By Jamie Chang, Yong Loo Lin School of Medicine, National University of Singapore
Nowadays, many people wear contact lenses. However, contact lens complications can be asymptomatic which poses a great risk to contact lens wearers. Dr Wilfred Tang, Clinical Optometrist at Sir Charles Gairdner Hospital, Perth, Australia, discussed the detection, diagnosis and management of contact lens-related complications and the difference between corneal infiltrative keratitis and ulcers during the Singapore Primary Eye Care Symposium (SPECS) 2019 between 23-24 July 2019 at One Farrer Hotel, Singapore, during his lecture titled, “Optometrists Save Sight: Contact Lens-related Corneal Ulcers”.
Some symptoms and signs of contact lens complications include reduced visual acuity, dry eye sensation, itchiness and discharge, conjunctival redness, limbal injections, neovascularisation, anterior chamber reactions and corneal infiltrates. Practitioners are advised to either observe the progression of condition, address the condition or refer the patient to an ophthalmologist.

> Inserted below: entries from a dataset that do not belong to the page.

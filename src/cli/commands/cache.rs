//! Cache command - manage cache stores

use crate::cli::args::{CacheAction, CacheArgs, OutputFormat};
use crate::config::Config;
use crate::error::{AssetCacheError, AssetCacheResult};
use crate::manifest::{is_stale_store, PrecacheManifest, PRECACHE_MANIFEST_FILE};
use crate::ui::{self, UiContext};
use crate::worker::{self, format_bytes, CacheStorage, StoreInfo};
use console::style;
use std::path::Path;
use tracing::debug;

/// How a store relates to the last build
#[derive(Debug, Clone, Copy, PartialEq, Eq)]
enum StoreStatus {
    Current,
    Stale,
    Foreign,
}

impl StoreStatus {
    fn of(store: &str, manifest: Option<&PrecacheManifest>) -> Self {
        match manifest {
            Some(m) if m.store_name() == store => Self::Current,
            Some(m) if is_stale_store(store, &m.cache_name, &m.store_name()) => Self::Stale,
            _ => Self::Foreign,
        }
    }

    fn label(&self) -> &'static str {
        match self {
            Self::Current => "current",
            Self::Stale => "stale",
            Self::Foreign => "-",
        }
    }
}

/// Execute the cache command
pub async fn execute(args: CacheArgs, config: &Config, root: &Path) -> AssetCacheResult<()> {
    let storage = worker::open_storage(config, root);
    debug!("Cache storage at {}", storage.root().display());

    match args.action {
        CacheAction::List { format } => list_stores(&storage, config, root, format).await,
        CacheAction::Gc { dry_run } => gc_stores(&storage, config, root, dry_run).await,
        CacheAction::Clear { yes } => clear_stores(&storage, yes).await,
    }
}

/// Manifest of the last build, if there is one
async fn current_manifest(config: &Config, root: &Path) -> AssetCacheResult<Option<PrecacheManifest>> {
    let path = root.join(&config.build.out_dir).join(PRECACHE_MANIFEST_FILE);
    match PrecacheManifest::load(&path).await {
        Ok(manifest) => Ok(Some(manifest)),
        Err(AssetCacheError::ManifestNotFound(_)) => Ok(None),
        Err(e) => Err(e),
    }
}

async fn store_infos(storage: &dyn CacheStorage) -> AssetCacheResult<Vec<StoreInfo>> {
    let mut infos = Vec::new();
    for name in storage.store_names().await? {
        if let Some(info) = storage.info(&name).await? {
            infos.push(info);
        }
    }
    Ok(infos)
}

/// List all cache stores
async fn list_stores(
    storage: &dyn CacheStorage,
    config: &Config,
    root: &Path,
    format: OutputFormat,
) -> AssetCacheResult<()> {
    let stores = store_infos(storage).await?;
    let manifest = current_manifest(config, root).await?;

    if stores.is_empty() {
        println!("No cache stores found.");
        return Ok(());
    }

    match format {
        OutputFormat::Table => print_store_table(&stores, manifest.as_ref()),
        OutputFormat::Json => print_store_json(&stores, manifest.as_ref())?,
        OutputFormat::Plain => {
            for store in &stores {
                println!("{}", store.name);
            }
        }
    }

    Ok(())
}

fn print_store_table(stores: &[StoreInfo], manifest: Option<&PrecacheManifest>) {
    println!(
        "{:<32} {:>8} {:>10} {:<18} {:<8}",
        "STORE", "ENTRIES", "SIZE", "CREATED", "STATUS"
    );
    println!("{}", "-".repeat(80));

    for store in stores {
        let status = StoreStatus::of(&store.name, manifest);
        let status_display = match status {
            StoreStatus::Current => style(status.label()).green().to_string(),
            StoreStatus::Stale => style(status.label()).yellow().to_string(),
            StoreStatus::Foreign => style(status.label()).dim().to_string(),
        };
        let created = store
            .created_at
            .map(|t| t.format("%Y-%m-%d %H:%M").to_string())
            .unwrap_or_else(|| "-".to_string());

        println!(
            "{:<32} {:>8} {:>10} {:<18} {:<8}",
            store.name,
            store.entries,
            format_bytes(store.bytes),
            created,
            status_display
        );
    }

    println!();
    println!("Total: {} store(s)", stores.len());
}

fn print_store_json(stores: &[StoreInfo], manifest: Option<&PrecacheManifest>) -> AssetCacheResult<()> {
    #[derive(serde::Serialize)]
    struct StoreJson<'a> {
        name: &'a str,
        entries: usize,
        bytes: u64,
        created_at: Option<String>,
        status: &'static str,
    }

    let json: Vec<StoreJson> = stores
        .iter()
        .map(|s| StoreJson {
            name: &s.name,
            entries: s.entries,
            bytes: s.bytes,
            created_at: s.created_at.map(|t| t.to_rfc3339()),
            status: StoreStatus::of(&s.name, manifest).label(),
        })
        .collect();

    println!("{}", serde_json::to_string_pretty(&json)?);
    Ok(())
}

/// Remove stores an activation of the current build would remove
async fn gc_stores(
    storage: &dyn CacheStorage,
    config: &Config,
    root: &Path,
    dry_run: bool,
) -> AssetCacheResult<()> {
    let ctx = UiContext::detect();
    let manifest_path = root.join(&config.build.out_dir).join(PRECACHE_MANIFEST_FILE);
    let manifest = PrecacheManifest::load(&manifest_path).await?;
    let current = manifest.store_name();

    let stale: Vec<String> = storage
        .store_names()
        .await?
        .into_iter()
        .filter(|name| is_stale_store(name, &manifest.cache_name, &current))
        .collect();

    if stale.is_empty() {
        ui::step_ok_detail(&ctx, "No stale stores", &current);
        return Ok(());
    }

    for name in &stale {
        ui::remark(&ctx, name);
    }

    if dry_run {
        ui::step_info(
            &ctx,
            &format!("Dry run - {} store(s) would be removed", stale.len()),
        );
        return Ok(());
    }

    let mut removed = 0;
    for name in &stale {
        if storage.delete(name).await? {
            removed += 1;
        }
    }

    ui::step_ok(&ctx, &format!("Removed {} stale store(s)", removed));
    Ok(())
}

/// Remove every store
async fn clear_stores(storage: &dyn CacheStorage, yes: bool) -> AssetCacheResult<()> {
    let ctx = UiContext::detect().with_auto_yes(yes);
    let names = storage.store_names().await?;

    if names.is_empty() {
        println!("No cache stores to clear.");
        return Ok(());
    }

    println!("This will remove {} cache store(s):", names.len());
    for name in &names {
        println!("  {} {}", style("•").red(), name);
    }
    println!();

    if !ui::confirm(&ctx, "Remove these stores?", false).await? {
        println!("Aborted.");
        return Ok(());
    }

    let mut removed = 0;
    for name in &names {
        if storage.delete(name).await? {
            removed += 1;
        }
    }

    ui::step_ok(&ctx, &format!("Cleared {} store(s)", removed));
    Ok(())
}

#[cfg(test)]
mod tests {
    use super::*;
    use crate::worker::MemoryStorage;

    #[test]
    fn store_status_against_manifest() {
        let manifest = PrecacheManifest::new("app-cache", "v2", vec![]);
        assert_eq!(
            StoreStatus::of("app-cache-v2", Some(&manifest)),
            StoreStatus::Current
        );
        assert_eq!(
            StoreStatus::of("app-cache-v1", Some(&manifest)),
            StoreStatus::Stale
        );
        assert_eq!(
            StoreStatus::of("other-v1", Some(&manifest)),
            StoreStatus::Foreign
        );
        assert_eq!(StoreStatus::of("app-cache-v2", None), StoreStatus::Foreign);
    }

    #[tokio::test]
    async fn clear_with_yes_removes_everything() {
        let storage = MemoryStorage::new();
        storage.open("app-cache-v1").await.unwrap();
        storage.open("app-cache-v2").await.unwrap();

        clear_stores(&storage, true).await.unwrap();
        assert!(storage.store_names().await.unwrap().is_empty());
    }

    #[tokio::test]
    async fn gc_dry_run_keeps_stores() {
        let dir = tempfile::TempDir::new().unwrap();
        let config = Config::default();
        let out = dir.path().join(&config.build.out_dir);
        std::fs::create_dir_all(&out).unwrap();
        let manifest = PrecacheManifest::new("app-cache", "v2", vec![]);
        std::fs::write(out.join(PRECACHE_MANIFEST_FILE), manifest.to_json().unwrap()).unwrap();

        let storage = MemoryStorage::new();
        storage.open("app-cache-v1").await.unwrap();
        storage.open("app-cache-v2").await.unwrap();

        gc_stores(&storage, &config, dir.path(), true).await.unwrap();
        assert_eq!(storage.store_names().await.unwrap().len(), 2);

        gc_stores(&storage, &config, dir.path(), false).await.unwrap();
        assert_eq!(storage.store_names().await.unwrap(), vec!["app-cache-v2"]);
    }
}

Dr Tang espoused the importance in having the ability to tell the difference between infiltrates and ulcers. Infiltrates in infiltrative keratitis are single or multiple aggregates of grey or white inflammatory cells which are diffuse whereas ulcers in microbial keratitis are excavated corneal defects with underlying inflammation. Ulcers are a result of epithelial damage which in worst case scenario cause an infection.
He also discussed the various characteristics of Contact Lens Peripheral Ulcer (CLPU) and Microbial Keratitis (MK). CLPU patients are usually asymptomatic. If not, single, circular, focal infiltrates and a positive fluorescein stain can be observed. Small, bulbar redness is typically noted near the limbus and patients may complain of a foreign body sensation. MK presents with significant excavated lesions with a diffuse infiltration and positive fluorescein staining. Patients may also have photophobia, swelling of the eyelid, foreign body sensation, tearing and discharge.
In order to manage CLPU, practitioners need to rule out bacterial, fungal and acanthamoeba infections from the lesion appearance – size and shape, and the consistency with the signs and symptoms. Practitioners should also advise patients against wearing contact lens and use chloramphenicol eye drops. Likewise, MK patients should not wear contact lens. Practitioners are highly recommended to do a corneal scraping and culture, to remove the necrotic tissues and use strong antibiotics such as fluoroquinolones and in stronger bacterial cases, ciprofloxacin, ofloxacin and gatifloxacin. Referrals are needed when the patient presents with a high risk of corneal scarring, a fungal and a protozoan infection.
If managed early, this reduces the risk of corneal scarring and reduced vision. Corneal grafts may hence not be needed. Therefore, it is of utmost importance to fully understand the detection, diagnosis and management of contact lens-related complications in order to treat them in a timely manner to avoid long term, irreversible effects. Dr Tang ended off with the encouragement that all empowered optometrists, if given the right motivation and training, can save sight.